If you take her at her word and I don't see why not, she did not initially see the conflict of interest and was mulling a possible early retirement offer.  Once she realized she was not retiring early and it was obvious that this would give a strong appearance of bias, she backed out.  At least she apologized.  Still waiting for Drew.

http://isportsweb.com/2016/03/29/david-harns-drew-sharp-owes-public-apology/

lilpenny1316

May 10th, 2016 at 12:32 PM ^

Favored them more than the News, primarily because of Mitch Albom.  I thought it writings were like sports poetry.  As a kid in puberty, the Free Press sports section was famous for three things.

1. Mitch Albom
2. Ads for Cheetah's Windsor
3. All the classifieds for "adult entertainment"

Stretchgate and online porn really killed that for future generations.

Dubs

May 10th, 2016 at 1:10 PM ^

I met the Editor of the Freep at the MLS Cup in Columbus.  I told him about how much I hated the Freep before he revealed to me who he was.  I just told him "let's cool it with shitting on Michigan," and "when are you going to fire Drew Sharp?"

M-Dog

May 10th, 2016 at 1:54 PM ^

He said:  "Fuck You dude, that's the only way we can get anybody to read us.

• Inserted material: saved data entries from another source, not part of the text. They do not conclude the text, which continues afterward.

//! Core DiffGenerator trait

use std::sync::Arc;

use async_trait::async_trait;

use crate::{DiffLocation, Result};

/// Turns a diff request into patch text.
///
/// [`DiffPipeline`](crate::DiffPipeline) is the production implementation;
/// [`BatchOrchestrator`](crate::BatchOrchestrator) depends only on this
/// trait so batches can be driven by any generator.
#[async_trait]
pub trait DiffGenerator: Send + Sync {
    /// Return the unified diff for `location`, generating and caching it
    /// if necessary.
    async fn generate_diff(&self, location: &DiffLocation) -> Result<Arc<str>>;
}
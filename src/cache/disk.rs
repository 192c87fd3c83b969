//! Durable patch storage: one `diff-{key}.patch` file per cache key.
//!
//! Writes go to a hidden temporary file in the same directory and are
//! renamed into place, so a concurrent reader sees either no file or the
//! complete patch. Temporary names never parse as cache keys, which keeps
//! in-progress writes out of [`PatchStore::list_keys`].

use std::collections::HashSet;
use std::io::ErrorKind;
use std::path::{Path, PathBuf};
use std::sync::atomic::{AtomicU64, Ordering};

use async_trait::async_trait;
use tracing::{debug, warn};

use crate::types::CacheKey;
use crate::{Result, ScaffdiffError};

/// Storage for generated patches.
///
/// Entries are write-once: a present entry is treated as permanently valid.
#[async_trait]
pub trait PatchStore: Send + Sync {
    /// Whether a complete entry exists for `key`. Does not read content.
    async fn has(&self, key: &CacheKey) -> bool;

    /// Read the patch for `key`, or [`ScaffdiffError::NotFound`].
    async fn read(&self, key: &CacheKey) -> Result<String>;

    /// Persist `patch` under `key`. A no-op if the entry already exists.
    async fn write(&self, key: &CacheKey, patch: &str) -> Result<()>;

    /// Keys of all fully written entries.
    async fn list_keys(&self) -> Result<HashSet<CacheKey>>;
}

/// Distinguishes temporary files written by concurrent tasks of one process.
static TMP_COUNTER: AtomicU64 = AtomicU64::new(0);

/// [`PatchStore`] backed by a directory of patch files.
#[derive(Debug, Clone)]
pub struct DiskCacheStore {
    root: PathBuf,
}

impl DiskCacheStore {
    /// Open (and create if absent) the store rooted at `root`.
    ///
    /// Fails with [`ScaffdiffError::Io`] naming the directory when it
    /// cannot be created.
    pub fn open(root: impl Into<PathBuf>) -> Result<Self> {
        let root = root.into();
        std::fs::create_dir_all(&root).map_err(|e| {
            std::io::Error::new(
                e.kind(),
                format!("failed to create cache dir {}: {e}", root.display()),
            )
        })?;
        Ok(Self { root })
    }

    pub fn root(&self) -> &Path {
        &self.root
    }

    /// Final path of the patch file for `key`.
    pub fn path_for(&self, key: &CacheKey) -> PathBuf {
        self.root.join(key.file_name())
    }

    fn tmp_path_for(&self, key: &CacheKey) -> PathBuf {
        let n = TMP_COUNTER.fetch_add(1, Ordering::Relaxed);
        self.root.join(format!(
            ".{}.{}-{n}.tmp",
            key.file_name(),
            std::process::id()
        ))
    }
}

#[async_trait]
impl PatchStore for DiskCacheStore {
    async fn has(&self, key: &CacheKey) -> bool {
        let path = self.path_for(key);
        match tokio::fs::try_exists(&path).await {
            Ok(exists) => exists,
            Err(e) => {
                warn!(
                    path = %path.display(),
                    error = %e,
                    "cannot check cache entry, treating as absent"
                );
                false
            }
        }
    }

    async fn read(&self, key: &CacheKey) -> Result<String> {
        match tokio::fs::read_to_string(self.path_for(key)).await {
            Ok(patch) => Ok(patch),
            Err(e) if e.kind() == ErrorKind::NotFound => {
                Err(ScaffdiffError::NotFound(key.file_name()))
            }
            Err(e) => Err(e.into()),
        }
    }

    async fn write(&self, key: &CacheKey, patch: &str) -> Result<()> {
        let path = self.path_for(key);
        if self.has(key).await {
            debug!(key = %key, "cache entry already present, keeping it");
            return Ok(());
        }

        tokio::fs::create_dir_all(&self.root).await?;
        let tmp_path = self.tmp_path_for(key);
        if let Err(e) = tokio::fs::write(&tmp_path, patch).await {
            discard(&tmp_path).await;
            return Err(e.into());
        }
        if let Err(e) = tokio::fs::rename(&tmp_path, &path).await {
            discard(&tmp_path).await;
            return Err(e.into());
        }

        debug!(key = %key, path = %path.display(), bytes = patch.len(), "wrote cache entry");
        Ok(())
    }

    async fn list_keys(&self) -> Result<HashSet<CacheKey>> {
        let mut keys = HashSet::new();
        let mut dir = match tokio::fs::read_dir(&self.root).await {
            Ok(dir) => dir,
            Err(e) if e.kind() == ErrorKind::NotFound => return Ok(keys),
            Err(e) => return Err(e.into()),
        };
        while let Some(entry) = dir.next_entry().await? {
            if let Some(key) = entry.file_name().to_str().and_then(CacheKey::from_file_name) {
                keys.insert(key);
            }
        }
        Ok(keys)
    }
}

async fn discard(tmp_path: &Path) {
    match tokio::fs::remove_file(tmp_path).await {
        Ok(()) => {}
        Err(e) if e.kind() == ErrorKind::NotFound => {}
        Err(e) => {
            warn!(path = %tmp_path.display(), error = %e, "failed to remove temporary patch file")
        }
    }
}

#[cfg(test)]
mod tests {
    use super::*;
    use crate::types::{DiffLocation, FeatureSet};

    fn key() -> CacheKey {
        DiffLocation::parse("7.0.0", "7.5.0", FeatureSet::empty())
            .unwrap()
            .cache_key()
    }

    #[test]
    fn open_creates_root() {
        let dir = tempfile::tempdir().unwrap();
        let root = dir.path().join("nested").join("diffs");
        let store = DiskCacheStore::open(&root).unwrap();
        assert!(store.root().is_dir());
    }

    #[test]
    fn open_reports_io_error_with_path() {
        let dir = tempfile::tempdir().unwrap();
        let blocker = dir.path().join("not-a-dir");
        std::fs::write(&blocker, "").unwrap();

        let err = DiskCacheStore::open(blocker.join("diffs")).unwrap_err();

        assert!(matches!(err, ScaffdiffError::Io(_)), "got {err:?}");
        assert!(err.to_string().contains("not-a-dir"));
    }

    #[tokio::test]
    async fn unreadable_parent_reads_as_absent() {
        let dir = tempfile::tempdir().unwrap();
        let blocker = dir.path().join("not-a-dir");
        std::fs::write(&blocker, "").unwrap();
        // A root whose parent is a regular file makes every lookup fail.
        let store = DiskCacheStore {
            root: blocker.join("diffs"),
        };

        assert!(!store.has(&key()).await);
        assert!(store.write(&key(), "patch").await.is_err());
    }

    #[test]
    fn tmp_names_are_unique_and_unlisted() {
        let dir = tempfile::tempdir().unwrap();
        let store = DiskCacheStore::open(dir.path()).unwrap();
        let a = store.tmp_path_for(&key());
        let b = store.tmp_path_for(&key());
        assert_ne!(a, b);
        let name = a.file_name().unwrap().to_str().unwrap();
        assert!(CacheKey::from_file_name(name).is_none());
    }

    #[tokio::test]
    async fn write_leaves_no_temporary_files() {
        let dir = tempfile::tempdir().unwrap();
        let store = DiskCacheStore::open(dir.path()).unwrap();
        store.write(&key(), "diff --git a/x b/x\n").await.unwrap();

        let names: Vec<_> = std::fs::read_dir(dir.path())
            .unwrap()
            .map(|e| e.unwrap().file_name().into_string().unwrap())
            .collect();
        assert_eq!(names, vec!["diff-7.0.0-7.5.0.patch".to_string()]);
    }
}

Nobody from UM reads us, so we have to cater to MSU trolls. Admit it, you'd do it too."

And then he stole the guy's chips.

LSAClassOf2000

May 10th, 2016 at 1:26 PM ^

The truth is — even before telling my editors about the bid — I had begun to realize that the process of co-purchasing a city-owned building, even one managed by a separate entity, would be complicated and rife with politics. I told my friends they’d probably have to find another partner.

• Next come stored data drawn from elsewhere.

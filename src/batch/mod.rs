//! Bounded batch generation of missing patches.
//!
//! Work is split into fixed-width groups. Every member of a group runs
//! concurrently; the next group starts only after the current one has
//! fully drained, so at most one group's width of generations is ever in
//! progress. A failure is recorded against its own location and never
//! cancels a sibling.

mod targets;

pub use targets::{StaticVersions, VersionSource, targets_for_versions};

use std::collections::HashSet;
use std::sync::Arc;
use std::time::Instant;

use futures_util::future::join_all;
use tracing::{info, warn};

use crate::cache::PatchStore;
use crate::config::DEFAULT_GROUP_SIZE;
use crate::telemetry;
use crate::traits::DiffGenerator;
use crate::types::DiffLocation;
use crate::Result;

/// Result of one location within a batch.
#[derive(Debug)]
pub struct BatchOutcome {
    pub location: DiffLocation,
    pub result: Result<Arc<str>>,
}

impl BatchOutcome {
    pub fn is_ok(&self) -> bool {
        self.result.is_ok()
    }
}

/// Runs many diff requests in sequential, width-bounded groups.
pub struct BatchOrchestrator {
    generator: Arc<dyn DiffGenerator>,
    store: Arc<dyn PatchStore>,
    group_size: usize,
}

impl BatchOrchestrator {
    /// `store` is consulted to find which targets still lack a patch.
    pub fn new(generator: Arc<dyn DiffGenerator>, store: Arc<dyn PatchStore>) -> Self {
        Self {
            generator,
            store,
            group_size: DEFAULT_GROUP_SIZE,
        }
    }

    /// Override the group width. Zero is treated as one.
    pub fn with_group_size(mut self, group_size: usize) -> Self {
        self.group_size = group_size.max(1);
        self
    }

    pub fn group_size(&self) -> usize {
        self.group_size
    }

    /// Targets without a stored patch, in target order, at most `limit` of them.
    ///
    /// Duplicate targets are reported once.
    pub async fn missing(
        &self,
        targets: Vec<DiffLocation>,
        limit: Option<usize>,
    ) -> Result<Vec<DiffLocation>> {
        let present = self.store.list_keys().await?;
        let mut seen = HashSet::new();
        let missing = targets
            .into_iter()
            .filter(|location| {
                let key = location.cache_key();
                !present.contains(&key) && seen.insert(key)
            })
            .take(limit.unwrap_or(usize::MAX))
            .collect();
        Ok(missing)
    }

    /// Generate every target that has no stored patch yet.
    ///
    /// Returns one outcome per processed location, in processing order.
    /// Only the initial store listing can fail the call as a whole.
    pub async fn run_missing(
        &self,
        targets: Vec<DiffLocation>,
        limit: Option<usize>,
    ) -> Result<Vec<BatchOutcome>> {
        let missing = self.missing(targets, limit).await?;
        Ok(self.run(missing).await)
    }

    /// Full backfill over every upgrade path between `source`'s versions.
    pub async fn run_all_missing(&self, source: &dyn VersionSource) -> Result<Vec<BatchOutcome>> {
        let versions = source.versions().await?;
        self.run_missing(targets_for_versions(&versions), None).await
    }

    /// Generate `locations` group by group, without consulting the store first.
    pub async fn run(&self, locations: Vec<DiffLocation>) -> Vec<BatchOutcome> {
        let total = locations.len();
        let groups = partition(locations, self.group_size);
        let group_count = groups.len();
        let mut outcomes = Vec::with_capacity(total);

        for (index, group) in groups.into_iter().enumerate() {
            let start = Instant::now();
            let size = group.len();
            let results = join_all(group.into_iter().map(|location| async move {
                let result = self.generator.generate_diff(&location).await;
                if let Err(e) = &result {
                    warn!(location = %location, error = %e, "batch member failed");
                }
                BatchOutcome { location, result }
            }))
            .await;

            let failed = results.iter().filter(|o| !o.is_ok()).count();
            metrics::counter!(telemetry::BATCH_GROUPS_TOTAL).increment(1);
            info!(
                group = index + 1,
                groups = group_count,
                size,
                failed,
                duration_ms = start.elapsed().as_millis() as u64,
                "Generated batch"
            );
            outcomes.extend(results);
        }
        outcomes
    }
}

/// Split `items` into consecutive groups of at most `size`, keeping order.
pub fn partition<T>(items: Vec<T>, size: usize) -> Vec<Vec<T>> {
    let size = size.max(1);
    let mut groups = Vec::with_capacity(items.len().div_ceil(size));
    let mut iter = items.into_iter().peekable();
    while iter.peek().is_some() {
        groups.push(iter.by_ref().take(size).collect());
    }
    groups
}
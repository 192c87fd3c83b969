//! Telemetry metric name constants.
//!
//! Centralised metric names for scaffdiff operations. Consumers install
//! their own `metrics` recorder (e.g. prometheus, statsd); without a
//! recorder installed, all metric calls are no-ops.
//!
//! # Metric naming conventions
//!
//! All metrics are prefixed with `scaffdiff_`. Counters end in `_total`,
//! histograms use meaningful units (e.g. `_seconds`).
//!
//! # Common labels
//!
//! - `tier`: cache tier consulted: "memory", "disk" or "remote"
//! - `status`: outcome: "ok" or "error"
//! - `program`: external program name (e.g. "git", "npx")

/// Total cache hits.
///
/// Labels: `tier`.
pub const CACHE_HITS_TOTAL: &str = "scaffdiff_cache_hits_total";

/// Total cache misses.
///
/// Labels: `tier`.
pub const CACHE_MISSES_TOTAL: &str = "scaffdiff_cache_misses_total";

/// Total full generations (scaffold both versions + diff).
///
/// Labels: `status` ("ok" | "error").
pub const GENERATIONS_TOTAL: &str = "scaffdiff_generations_total";

/// Duration of a full generation in seconds.
pub const GENERATION_DURATION_SECONDS: &str = "scaffdiff_generation_duration_seconds";

/// External command duration in seconds.
///
/// Labels: `program`, `status`.
pub const COMMAND_DURATION_SECONDS: &str = "scaffdiff_command_duration_seconds";

/// Callers that joined a generation already in flight for the same key.
pub const INFLIGHT_JOINS_TOTAL: &str = "scaffdiff_inflight_joins_total";

/// Batch groups processed.
pub const BATCH_GROUPS_TOTAL: &str = "scaffdiff_batch_groups_total";

/// Remote publish attempts.
///
/// Labels: `status`.
pub const REMOTE_PUBLISH_TOTAL: &str = "scaffdiff_remote_publish_total";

Especially in a city like Detroit that is making an effort to rebuild itself and has multiple public and private entities essentially working in this continuous concert in the area, you'd probably run into one or more of them from go. If you're in that situation, I am sure it is an intriguing possibility to both live in the city and cover it for local media, but yeah, owning property in it would be problematic then. At least she backed out before it became a larger mess, I'll give her that.

MaizeAndBlueWahoo

May 10th, 2016 at 3:29 PM ^

I mean, owning property by itself is not a problem, though - otherwise you'd be precluded from being a homeowner.  The problem is that she would've been buying from the city, or specifically, an entity closely affiliated with the city.

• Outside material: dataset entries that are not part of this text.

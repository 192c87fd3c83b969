//! Scaffdiff - Upgrade patches between generated project versions
//!
//! Given two versions of a project generator and a set of enabled
//! features, scaffdiff scaffolds both projects, diffs them with git and
//! caches the resulting patch under a content-derived key. Concurrent
//! requests for the same key share one generation, and large backlogs
//! are worked through in width-bounded batches.
//!
//! # Single Diff Example
//!
//! ```rust,no_run
//! use scaffdiff::{DiffLocation, Feature, FeatureSet, Scaffdiff};
//!
//! #[tokio::main]
//! async fn main() -> scaffdiff::Result<()> {
//!     let pipeline = Scaffdiff::builder()
//!         .cache_dir("diffs")
//!         .workspace_root(".scaffdiff-work")
//!         .build()?;
//!
//!     let features = FeatureSet::empty().with(Feature::Tailwind, true);
//!     let location = DiffLocation::parse("7.0.0", "7.5.0", features)?;
//!     let patch = pipeline.generate_diff(&location).await?;
//!
//!     println!("{patch}");
//!     Ok(())
//! }
//! ```
//!
//! # Backfill Example
//!
//! ```rust,no_run
//! use std::sync::Arc;
//! use scaffdiff::{BatchOrchestrator, Config, Scaffdiff, ScaffdiffBuilder, StaticVersions};
//!
//! #[tokio::main]
//! async fn main() -> scaffdiff::Result<()> {
//!     let config = Config::load(None)?;
//!     let pipeline = Arc::new(ScaffdiffBuilder::from_config(&config).build()?);
//!
//!     let batch = BatchOrchestrator::new(pipeline.clone(), pipeline.store())
//!         .with_group_size(config.batch.group_size);
//!     let versions = StaticVersions::new(config.versions.parsed()?);
//!
//!     let outcomes = batch.run_all_missing(&versions).await?;
//!     println!("{} generated", outcomes.iter().filter(|o| o.is_ok()).count());
//!     Ok(())
//! }
//! ```

pub mod batch;
pub mod cache;
pub mod command;
pub mod config;
pub mod error;
pub mod generate;
pub mod pipeline;
pub mod remote;
pub mod telemetry;
pub mod traits;
pub mod trigger;
pub mod types;
pub mod version;

// Re-export main types at crate root
pub use batch::{BatchOrchestrator, BatchOutcome, StaticVersions, VersionSource};
pub use cache::{DiskCacheStore, PatchStore};
pub use command::{CommandRunner, CommandSpec, ProcessRunner};
pub use config::{Config, Secrets};
pub use error::{Result, ScaffdiffError};
pub use generate::{DiffEngine, Scaffolder};
pub use pipeline::{DiffPipeline, Scaffdiff, ScaffdiffBuilder};
pub use remote::{GitRemoteStore, RemoteStore};
pub use traits::DiffGenerator;
pub use types::{CacheKey, DiffLocation, Feature, FeatureSet, Version};
pub use version::{PKG_VERSION, version_string};
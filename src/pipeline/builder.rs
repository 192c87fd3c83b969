//! Builder for configuring pipeline instances

use std::path::PathBuf;
use std::sync::Arc;
use std::time::Duration;

use super::local::{DiffPipeline, PipelineInner};
use crate::cache::{DiskCacheStore, InFlight, PatchMemory, PatchStore};
use crate::command::{CommandRunner, ProcessRunner};
use crate::config::{Config, GeneratorConfig, GitConfig, RemoteConfig, WorkspaceConfig};
use crate::generate::{DiffEngine, Scaffolder};
use crate::remote::{GitRemoteStore, RemoteStore};
use crate::{Result, ScaffdiffError};

/// Main entry point for creating pipeline instances.
pub struct Scaffdiff;

impl Scaffdiff {
    /// Create a new builder for configuring the pipeline.
    pub fn builder() -> ScaffdiffBuilder {
        ScaffdiffBuilder::new()
    }
}

/// Builder for configuring pipeline instances.
pub struct ScaffdiffBuilder {
    cache_dir: Option<PathBuf>,
    store: Option<Arc<dyn PatchStore>>,
    workspace_root: PathBuf,
    runner: Option<Arc<dyn CommandRunner>>,
    command_timeout: Option<Duration>,
    generator: GeneratorConfig,
    git: GitConfig,
    memory_entries: u64,
    remote: Option<Arc<dyn RemoteStore>>,
    remote_config: Option<RemoteConfig>,
    publish: bool,
}

impl ScaffdiffBuilder {
    pub fn new() -> Self {
        Self {
            cache_dir: None,
            store: None,
            workspace_root: WorkspaceConfig::default().root,
            runner: None,
            command_timeout: None,
            generator: GeneratorConfig::default(),
            git: GitConfig::default(),
            memory_entries: 0,
            remote: None,
            remote_config: None,
            publish: false,
        }
    }

    /// Seed every setting from a loaded [`Config`].
    pub fn from_config(config: &Config) -> Self {
        let mut builder = Self::new()
            .cache_dir(&config.cache.dir)
            .workspace_root(&config.workspace.root)
            .generator(config.generator.clone())
            .git(config.git.clone())
            .memory_entries(config.cache.memory_entries);
        builder.command_timeout = config.commands.timeout();
        if let Some(remote) = &config.remote {
            builder.publish = remote.publish;
            builder.remote_config = Some(remote.clone());
        }
        builder
    }

    /// Directory for the on-disk patch store.
    pub fn cache_dir(mut self, path: impl Into<PathBuf>) -> Self {
        self.cache_dir = Some(path.into());
        self
    }

    /// Use a custom durable store instead of a [`DiskCacheStore`].
    pub fn store(mut self, store: Arc<dyn PatchStore>) -> Self {
        self.store = Some(store);
        self
    }

    /// Parent directory for request-scoped working trees.
    pub fn workspace_root(mut self, path: impl Into<PathBuf>) -> Self {
        self.workspace_root = path.into();
        self
    }

    /// Run external commands through `runner` (default: [`ProcessRunner`]).
    pub fn runner(mut self, runner: Arc<dyn CommandRunner>) -> Self {
        self.runner = Some(runner);
        self
    }

    /// Kill generator and git processes that run longer than `timeout`.
    ///
    /// Ignored when a custom runner is supplied.
    pub fn command_timeout(mut self, timeout: Duration) -> Self {
        self.command_timeout = Some(timeout);
        self
    }

    pub fn generator(mut self, generator: GeneratorConfig) -> Self {
        self.generator = generator;
        self
    }

    pub fn git(mut self, git: GitConfig) -> Self {
        self.git = git;
        self
    }

    /// Capacity of the in-memory tier; 0 disables it.
    pub fn memory_entries(mut self, entries: u64) -> Self {
        self.memory_entries = entries;
        self
    }

    /// Consult `remote` after a disk miss.
    pub fn remote(mut self, remote: Arc<dyn RemoteStore>) -> Self {
        self.remote = Some(remote);
        self
    }

    /// Publish freshly generated patches to the remote (default: off).
    pub fn publish(mut self, publish: bool) -> Self {
        self.publish = publish;
        self
    }

    /// Build the pipeline.
    pub fn build(self) -> Result<DiffPipeline> {
        let store: Arc<dyn PatchStore> = match (self.store, self.cache_dir) {
            (Some(store), _) => store,
            (None, Some(dir)) => Arc::new(DiskCacheStore::open(dir)?),
            (None, None) => {
                return Err(ScaffdiffError::Configuration(
                    "a cache directory or patch store is required".to_string(),
                ));
            }
        };

        let runner = self.runner.unwrap_or_else(|| {
            Arc::new(ProcessRunner::with_timeout(self.command_timeout)) as Arc<dyn CommandRunner>
        });

        let remote = match (self.remote, self.remote_config) {
            (Some(remote), _) => Some(remote),
            (None, Some(config)) => Some(Arc::new(GitRemoteStore::from_config(
                &config,
                Arc::clone(&runner),
                self.git.clone(),
            )) as Arc<dyn RemoteStore>),
            (None, None) => None,
        };

        let memory = (self.memory_entries > 0).then(|| PatchMemory::new(self.memory_entries));

        let inner = PipelineInner {
            store,
            remote,
            publish: self.publish,
            scaffolder: Scaffolder::new(Arc::clone(&runner), self.generator),
            engine: DiffEngine::new(runner, self.git),
            workspace_root: self.workspace_root,
        };

        Ok(DiffPipeline {
            inner: Arc::new(inner),
            memory,
            inflight: InFlight::new(),
        })
    }
}

impl Default for ScaffdiffBuilder {
    fn default() -> Self {
        Self::new()
    }
}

I don't see this as a big deal, though.  If some journalist had some kind of nefarious plot in mind, investing in an expensive piece of property from a potential future subject of a column is like maybe the 3,493rd most effective way to pull it off.

Sam1863

May 10th, 2016 at 7:00 PM ^

Agreed. It doesn't sound like that big of a deal, she got out of it promptly, and more attention was brought about by her apology than by the deal itself. It'll be forgotten in a week.

I'm not much of a Riley fan, but there are other members of the Freep staff that I'd rather get rid of first. (If Sharp would just knock over a liquor store or something, by God we'd have him then!)

MoJo Rising

May 10th, 2016 at 3:52 PM ^

The moral, ethical and professional aspects of what use to be an honorable job no longer exists. The vast number of journalists today are just mouth pieces for their causes/politicians/athletes/businesses etc and no longer do the the job of honest unbiased reporting.